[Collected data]
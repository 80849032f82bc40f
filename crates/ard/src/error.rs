//! ARD Error Types
//!
//! Every fallible operation in this crate returns [`ArdResult`]. Format
//! errors carry enough context (byte offset, line/column or element) to find
//! the failure in the source document; reflector errors carry the [`Path`]
//! of the value that failed.

use std::fmt::Display;

use thiserror::Error;

use crate::codec::Format;
use crate::core::path::Path;

// ============================================================================
// MAIN ERROR TYPE
// ============================================================================

/// ARD errors
#[non_exhaustive]
#[derive(Error, Debug)]
pub enum ArdError {
    /// Format identifier is not one of the supported codecs
    #[error("unsupported format: {name:?}")]
    UnsupportedFormat { name: String },

    /// Input is not well-formed for the declared format
    #[error("malformed {format}: {message}")]
    Decode { format: Format, message: String },

    /// Value cannot be written in the declared format
    #[error("cannot encode {format}: {message}")]
    Encode { format: Format, message: String },

    /// Value does not fit the host type it is being packed into (or out of)
    #[error("{}{message}", path_prefix(.path))]
    Reflect { path: Path, message: String },

    /// Host value has no ARD representative
    #[error("{}unsupported type: {type_name}", path_prefix(.path))]
    UnsupportedType { path: Path, type_name: String },

    /// Template rendering failed
    #[error("template: {message}")]
    Template { message: String },

    /// Reading the input stream failed
    #[error(transparent)]
    Io(#[from] std::io::Error),
}

/// Result type for ARD operations
pub type ArdResult<T> = Result<T, ArdError>;

fn path_prefix(path: &Path) -> String {
    if path.is_empty() {
        String::new()
    } else {
        format!("{path}: ")
    }
}

// ============================================================================
// CONVENIENCE CONSTRUCTORS
// ============================================================================

impl ArdError {
    /// Create an unsupported format error
    pub fn unsupported_format(name: impl Into<String>) -> Self {
        Self::UnsupportedFormat { name: name.into() }
    }

    /// Create a decode error
    pub fn decode(format: Format, message: impl Into<String>) -> Self {
        Self::Decode {
            format,
            message: message.into(),
        }
    }

    /// Create a decode error that points at a byte offset
    pub fn decode_at(format: Format, offset: usize, message: impl Display) -> Self {
        Self::Decode {
            format,
            message: format!("{message} at byte {offset}"),
        }
    }

    /// Create an encode error
    pub fn encode(format: Format, message: impl Into<String>) -> Self {
        Self::Encode {
            format,
            message: message.into(),
        }
    }

    /// Create a reflection error without a path
    pub fn reflect(message: impl Into<String>) -> Self {
        Self::Reflect {
            path: Path::new(),
            message: message.into(),
        }
    }

    /// Create a reflection error at a path
    pub fn reflect_at(path: &Path, message: impl Into<String>) -> Self {
        Self::Reflect {
            path: path.clone(),
            message: message.into(),
        }
    }

    /// Create an unsupported type error
    pub fn unsupported_type(path: &Path, type_name: impl Into<String>) -> Self {
        Self::UnsupportedType {
            path: path.clone(),
            type_name: type_name.into(),
        }
    }

    /// Create a template error
    pub fn template(message: impl Into<String>) -> Self {
        Self::Template {
            message: message.into(),
        }
    }

    /// Attach a path to a reflection error that does not have one yet
    ///
    /// Errors raised by serde-derived code know nothing about where they
    /// happened; the reflector calls this on the way out of each level.
    #[must_use]
    pub fn at(self, at: &Path) -> Self {
        match self {
            Self::Reflect { path, message } if path.is_empty() => Self::Reflect {
                path: at.clone(),
                message,
            },
            Self::UnsupportedType { path, type_name } if path.is_empty() => {
                Self::UnsupportedType {
                    path: at.clone(),
                    type_name,
                }
            }
            other => other,
        }
    }

    /// The path this error is attributed to, if any
    pub fn path(&self) -> Option<&Path> {
        match self {
            Self::Reflect { path, .. } | Self::UnsupportedType { path, .. } if !path.is_empty() => {
                Some(path)
            }
            _ => None,
        }
    }

    /// Is this a malformed-input error?
    #[must_use]
    pub fn is_decode(&self) -> bool {
        matches!(self, Self::Decode { .. })
    }
}

// ============================================================================
// SERDE INTEGRATION
// ============================================================================

impl serde::ser::Error for ArdError {
    fn custom<T: Display>(msg: T) -> Self {
        Self::reflect(msg.to_string())
    }
}

impl serde::de::Error for ArdError {
    fn custom<T: Display>(msg: T) -> Self {
        Self::reflect(msg.to_string())
    }
}
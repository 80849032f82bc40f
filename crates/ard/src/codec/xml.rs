//! Typed XML
//!
//! Every value is an element whose tag carries its type:
//!
//! ```xml
//! <map>
//!   <entry>
//!     <key><string>ports</string></key>
//!     <value><list><uint64>80</uint64><uint64>443</uint64></list></value>
//!   </entry>
//! </map>
//! ```
//!
//! Null is `<nil/>`, bytes are base64 text in `<bytes>`, timestamps are
//! RFC 3339 text in `<timestamp>`. Decoding also accepts the narrow numeric
//! tags (`int8` .. `int32`, `uint8` .. `uint32`, `float32`) and the untyped
//! `int`/`uint`, range-checking each one.

use std::fmt::Display;
use std::str::FromStr;

use base64::Engine;
use base64::engine::general_purpose::STANDARD;
use chrono::DateTime;
use quick_xml::events::{BytesEnd, BytesStart, BytesText, Event};
use quick_xml::{Reader, Writer};

use crate::codec::{Format, MAX_DEPTH, utf8};
use crate::core::conversions::parse_bool;
use crate::core::key::format_timestamp;
use crate::core::{List, Map, Path, Value};
use crate::error::{ArdError, ArdResult};

const NIL: &str = "nil";
const LIST: &str = "list";
const MAP: &str = "map";
const ENTRY: &str = "entry";
const KEY: &str = "key";
const VALUE: &str = "value";

/// Decode an XML document
///
/// # Errors
///
/// Returns a decode error for malformed XML, unknown tags, out-of-range
/// numbers, or a document that does not have exactly one root element.
pub fn decode(bytes: &[u8]) -> ArdResult<Value> {
    let root = parse(bytes)?;
    unpack(&root)
}

/// Decode an XML document from text
///
/// # Errors
///
/// Same as [`decode`].
pub fn decode_str(text: &str) -> ArdResult<Value> {
    decode(text.as_bytes())
}

/// Encode compactly
///
/// # Errors
///
/// Returns an unsupported-type error for host values.
pub fn encode(value: &Value) -> ArdResult<Vec<u8>> {
    encode_with(value, None)
}

/// Encode, indenting nested elements when `indent` is set
///
/// # Errors
///
/// Returns an unsupported-type error for host values.
pub fn encode_with(value: &Value, indent: Option<usize>) -> ArdResult<Vec<u8>> {
    let mut writer = match indent {
        Some(width) => Writer::new_with_indent(Vec::new(), b' ', width),
        None => Writer::new(Vec::new()),
    };
    write_value(&mut writer, value, &Path::new())?;
    Ok(writer.into_inner())
}

/// Encode as a string
///
/// # Errors
///
/// Same as [`encode_with`].
pub fn encode_string(value: &Value, indent: Option<usize>) -> ArdResult<String> {
    String::from_utf8(encode_with(value, indent)?)
        .map_err(|e| ArdError::encode(Format::Xml, e.to_string()))
}

/// Check well-formedness (including matching end tags) without
/// interpreting element types
///
/// # Errors
///
/// Returns a decode error for the first problem found.
pub fn validate(bytes: &[u8]) -> ArdResult<()> {
    parse(bytes).map(|_| ())
}

// ==================== Reading ====================

/// Parsed element: tag, concatenated text and child elements
#[derive(Debug, Default)]
struct Element {
    tag: String,
    text: String,
    children: Vec<Element>,
    offset: usize,
}

impl Element {
    fn error(&self, message: impl Display) -> ArdError {
        ArdError::decode_at(Format::Xml, self.offset, format!("<{}>: {message}", self.tag))
    }
}

fn parse(bytes: &[u8]) -> ArdResult<Element> {
    let mut reader = Reader::from_reader(bytes);
    let mut buf = Vec::new();
    let mut stack: Vec<Element> = Vec::new();
    let mut root: Option<Element> = None;

    loop {
        let offset = usize::try_from(reader.buffer_position()).unwrap_or(usize::MAX);
        let event = reader
            .read_event_into(&mut buf)
            .map_err(|e| ArdError::decode_at(Format::Xml, offset, e))?;

        match event {
            Event::Start(start) => {
                if stack.len() >= MAX_DEPTH {
                    return Err(ArdError::decode_at(
                        Format::Xml,
                        offset,
                        format!("nesting deeper than {MAX_DEPTH}"),
                    ));
                }
                stack.push(Element {
                    tag: tag_name(&start, offset)?,
                    offset,
                    ..Element::default()
                });
            }
            Event::Empty(start) => {
                let element = Element {
                    tag: tag_name(&start, offset)?,
                    offset,
                    ..Element::default()
                };
                attach(&mut stack, &mut root, element)?;
            }
            Event::End(_) => {
                let element = stack.pop().ok_or_else(|| {
                    ArdError::decode_at(Format::Xml, offset, "unexpected end tag")
                })?;
                attach(&mut stack, &mut root, element)?;
            }
            Event::Text(text) => {
                let text = text
                    .unescape()
                    .map_err(|e| ArdError::decode_at(Format::Xml, offset, e))?;
                add_text(&mut stack, &text, offset)?;
            }
            Event::CData(data) => {
                let data = data.into_inner();
                add_text(&mut stack, utf8(&data, Format::Xml)?, offset)?;
            }
            Event::Eof => break,
            _ => {}
        }
        buf.clear();
    }

    if let Some(open) = stack.last() {
        return Err(open.error("element is never closed"));
    }
    root.ok_or_else(|| ArdError::decode(Format::Xml, "document has no root element"))
}

fn tag_name(start: &BytesStart<'_>, offset: usize) -> ArdResult<String> {
    let name = start.local_name();
    std::str::from_utf8(name.as_ref())
        .map(str::to_owned)
        .map_err(|e| ArdError::decode_at(Format::Xml, offset, e))
}

fn attach(stack: &mut [Element], root: &mut Option<Element>, element: Element) -> ArdResult<()> {
    if let Some(parent) = stack.last_mut() {
        parent.children.push(element);
    } else if root.is_some() {
        return Err(element.error("document has more than one root element"));
    } else {
        *root = Some(element);
    }
    Ok(())
}

fn add_text(stack: &mut [Element], text: &str, offset: usize) -> ArdResult<()> {
    match stack.last_mut() {
        Some(element) => element.text.push_str(text),
        None if text.trim().is_empty() => {}
        None => {
            return Err(ArdError::decode_at(
                Format::Xml,
                offset,
                "text outside the root element",
            ));
        }
    }
    Ok(())
}

// ==================== Interpreting ====================

fn unpack(element: &Element) -> ArdResult<Value> {
    match element.tag.as_str() {
        NIL => Ok(Value::Null),
        LIST => Ok(Value::List(
            element
                .children
                .iter()
                .map(unpack)
                .collect::<ArdResult<List>>()?,
        )),
        MAP => {
            let mut map = Map::with_capacity(element.children.len());
            for entry in &element.children {
                let (key, value) = unpack_entry(entry)?;
                map.insert(key, value);
            }
            Ok(Value::Map(map))
        }
        "string" => Ok(Value::String(element.text.clone())),
        "int" | "int64" => number::<i64>(element).map(Value::Integer),
        "int32" => number::<i32>(element).map(|n| Value::Integer(n.into())),
        "int16" => number::<i16>(element).map(|n| Value::Integer(n.into())),
        "int8" => number::<i8>(element).map(|n| Value::Integer(n.into())),
        "uint" | "uint64" => number::<u64>(element).map(Value::UnsignedInteger),
        "uint32" => number::<u32>(element).map(|n| Value::UnsignedInteger(n.into())),
        "uint16" => number::<u16>(element).map(|n| Value::UnsignedInteger(n.into())),
        "uint8" => number::<u8>(element).map(|n| Value::UnsignedInteger(n.into())),
        "float64" => number::<f64>(element).map(Value::Float),
        "float32" => number::<f32>(element).map(|n| Value::Float(n.into())),
        "bool" => parse_bool(element.text.trim())
            .map(Value::Boolean)
            .ok_or_else(|| element.error(format!("invalid boolean {:?}", element.text))),
        "bytes" => STANDARD
            .decode(element.text.trim())
            .map(Value::Bytes)
            .map_err(|e| element.error(e)),
        "timestamp" => DateTime::parse_from_rfc3339(element.text.trim())
            .map(Value::Timestamp)
            .map_err(|e| element.error(e)),
        _ => Err(element.error("unsupported tag")),
    }
}

fn unpack_entry(entry: &Element) -> ArdResult<(Value, Value)> {
    if entry.tag != ENTRY {
        return Err(entry.error(format!("expected <{ENTRY}> inside <{MAP}>")));
    }

    let mut key = Value::Null;
    let mut value = Value::Null;
    for child in &entry.children {
        match child.tag.as_str() {
            KEY => key = single_child(child)?,
            VALUE => value = single_child(child)?,
            _ => return Err(child.error(format!("unexpected tag inside <{ENTRY}>"))),
        }
    }
    Ok((key, value))
}

/// Content of a `<key>` or `<value>`; empty means null
fn single_child(element: &Element) -> ArdResult<Value> {
    match element.children.as_slice() {
        [] => Ok(Value::Null),
        [child] => unpack(child),
        _ => Err(element.error("element has more than one child")),
    }
}

fn number<N>(element: &Element) -> ArdResult<N>
where
    N: FromStr,
    N::Err: Display,
{
    element
        .text
        .trim()
        .parse()
        .map_err(|e| element.error(format!("invalid number {:?}: {e}", element.text)))
}

// ==================== Writing ====================

type XmlWriter = Writer<Vec<u8>>;

fn write_value(writer: &mut XmlWriter, value: &Value, path: &Path) -> ArdResult<()> {
    match value {
        Value::Null => write(writer, Event::Empty(BytesStart::new(NIL))),
        Value::Boolean(b) => write_leaf(writer, "bool", if *b { "true" } else { "false" }),
        Value::Integer(i) => write_leaf(writer, "int64", &i.to_string()),
        Value::UnsignedInteger(u) => write_leaf(writer, "uint64", &u.to_string()),
        Value::Float(f) => write_leaf(writer, "float64", &format!("{f:?}")),
        Value::String(s) => write_leaf(writer, "string", s),
        Value::Bytes(b) => write_leaf(writer, "bytes", &STANDARD.encode(b)),
        Value::Timestamp(t) => write_leaf(writer, "timestamp", &format_timestamp(t)),
        Value::List(list) => {
            write(writer, Event::Start(BytesStart::new(LIST)))?;
            for (index, element) in list.iter().enumerate() {
                write_value(writer, element, &path.append_list(index))?;
            }
            write(writer, Event::End(BytesEnd::new(LIST)))
        }
        Value::Map(map) => {
            write(writer, Event::Start(BytesStart::new(MAP)))?;
            for (key, element) in map {
                write_entry(writer, key, element, &path.append_map(key.key_string()))?;
            }
            write(writer, Event::End(BytesEnd::new(MAP)))
        }
        Value::StringMap(map) => {
            write(writer, Event::Start(BytesStart::new(MAP)))?;
            for (key, element) in map {
                let key = Value::String(key.clone());
                let path = path.append_map(key.key_string());
                write_entry(writer, &key, element, &path)?;
            }
            write(writer, Event::End(BytesEnd::new(MAP)))
        }
        Value::Host(host) => Err(ArdError::unsupported_type(path, host.type_name())),
    }
}

fn write_entry(writer: &mut XmlWriter, key: &Value, value: &Value, path: &Path) -> ArdResult<()> {
    write(writer, Event::Start(BytesStart::new(ENTRY)))?;
    write(writer, Event::Start(BytesStart::new(KEY)))?;
    write_value(writer, key, path)?;
    write(writer, Event::End(BytesEnd::new(KEY)))?;
    write(writer, Event::Start(BytesStart::new(VALUE)))?;
    write_value(writer, value, path)?;
    write(writer, Event::End(BytesEnd::new(VALUE)))?;
    write(writer, Event::End(BytesEnd::new(ENTRY)))
}

/// Leaf element; empty text is written as an empty element so that
/// indentation never leaks into it
fn write_leaf(writer: &mut XmlWriter, tag: &str, text: &str) -> ArdResult<()> {
    if text.is_empty() {
        return write(writer, Event::Empty(BytesStart::new(tag)));
    }
    write(writer, Event::Start(BytesStart::new(tag)))?;
    write(writer, Event::Text(BytesText::new(text)))?;
    write(writer, Event::End(BytesEnd::new(tag)))
}

fn write(writer: &mut XmlWriter, event: Event<'_>) -> ArdResult<()> {
    writer
        .write_event(event)
        .map_err(|e| ArdError::encode(Format::Xml, e.to_string()))
}

#[cfg(test)]
mod tests {
    use pretty_assertions::assert_eq;
    use rstest::rstest;

    use super::*;
    use crate::core::StringMap;

    #[test]
    fn test_encode_schema() {
        let mut map = StringMap::new();
        map.insert("n".to_owned(), Value::Null);
        map.insert(
            "l".to_owned(),
            Value::List(vec![Value::Integer(-1), Value::UnsignedInteger(2)]),
        );

        let xml = encode_string(&Value::StringMap(map), None).unwrap();
        assert_eq!(
            xml,
            "<map>\
             <entry><key><string>n</string></key><value><nil/></value></entry>\
             <entry><key><string>l</string></key><value>\
             <list><int64>-1</int64><uint64>2</uint64></list>\
             </value></entry>\
             </map>"
        );
    }

    #[test]
    fn test_round_trip_with_indent() {
        let mut map = Map::new();
        map.insert(Value::Integer(7), Value::string("  spaced  "));
        map.insert(Value::string(""), Value::Bytes(vec![0, 255]));
        map.insert(
            Value::List(vec![Value::Boolean(false)]),
            Value::Float(f64::INFINITY),
        );
        let value = Value::Map(map);

        let xml = encode_with(&value, Some(2)).unwrap();
        assert_eq!(decode(&xml).unwrap(), value);
    }

    #[rstest]
    #[case("<int8>127</int8>", Value::Integer(127))]
    #[case("<int>-5</int>", Value::Integer(-5))]
    #[case("<uint16>65535</uint16>", Value::UnsignedInteger(65535))]
    #[case("<float32>0.5</float32>", Value::Float(0.5))]
    #[case("<bool>T</bool>", Value::Boolean(true))]
    #[case("<bool>0</bool>", Value::Boolean(false))]
    #[case("<string><![CDATA[<raw>]]></string>", Value::string("<raw>"))]
    #[case("<string>a &amp; b</string>", Value::string("a & b"))]
    #[case("<?xml version=\"1.0\"?>\n<nil/>\n", Value::Null)]
    fn test_decode_leaves(#[case] xml: &str, #[case] expected: Value) {
        assert_eq!(decode_str(xml).unwrap(), expected);
    }

    #[rstest]
    #[case("<int8>128</int8>")]
    #[case("<uint8>-1</uint8>")]
    #[case("<bool>yes</bool>")]
    #[case("<widget/>")]
    #[case("<nil/><nil/>")]
    #[case("<list><nil/>")]
    #[case("<list></map>")]
    #[case("<map><entry><key><nil/><nil/></key></entry></map>")]
    #[case("")]
    fn test_decode_errors(#[case] xml: &str) {
        let error = decode_str(xml).unwrap_err();
        assert!(error.is_decode(), "{xml}: {error}");
    }

    #[test]
    fn test_missing_key_or_value_is_null() {
        let value = decode_str("<map><entry><value><int>1</int></value></entry></map>").unwrap();
        assert_eq!(value.get(&Value::Null), Some(&Value::Integer(1)));
    }
}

## Work task
Looking at the data above, return every line from the one with "let element = Element" down to the one with "add_text(&mut stack, &text, offset)?;", exactly and inclusively.

## Written reply
                let element = Element {
                    tag: tag_name(&start, offset)?,
                    offset,
                    ..Element::default()
                };
                attach(&mut stack, &mut root, element)?;
            }
            Event::End(_) => {
                let element = stack.pop().ok_or_else(|| {
                    ArdError::decode_at(Format::Xml, offset, "unexpected end tag")
                })?;
                attach(&mut stack, &mut root, element)?;
            }
            Event::Text(text) => {
                let text = text
                    .unescape()
                    .map_err(|e| ArdError::decode_at(Format::Xml, offset, e))?;
                add_text(&mut stack, &text, offset)?;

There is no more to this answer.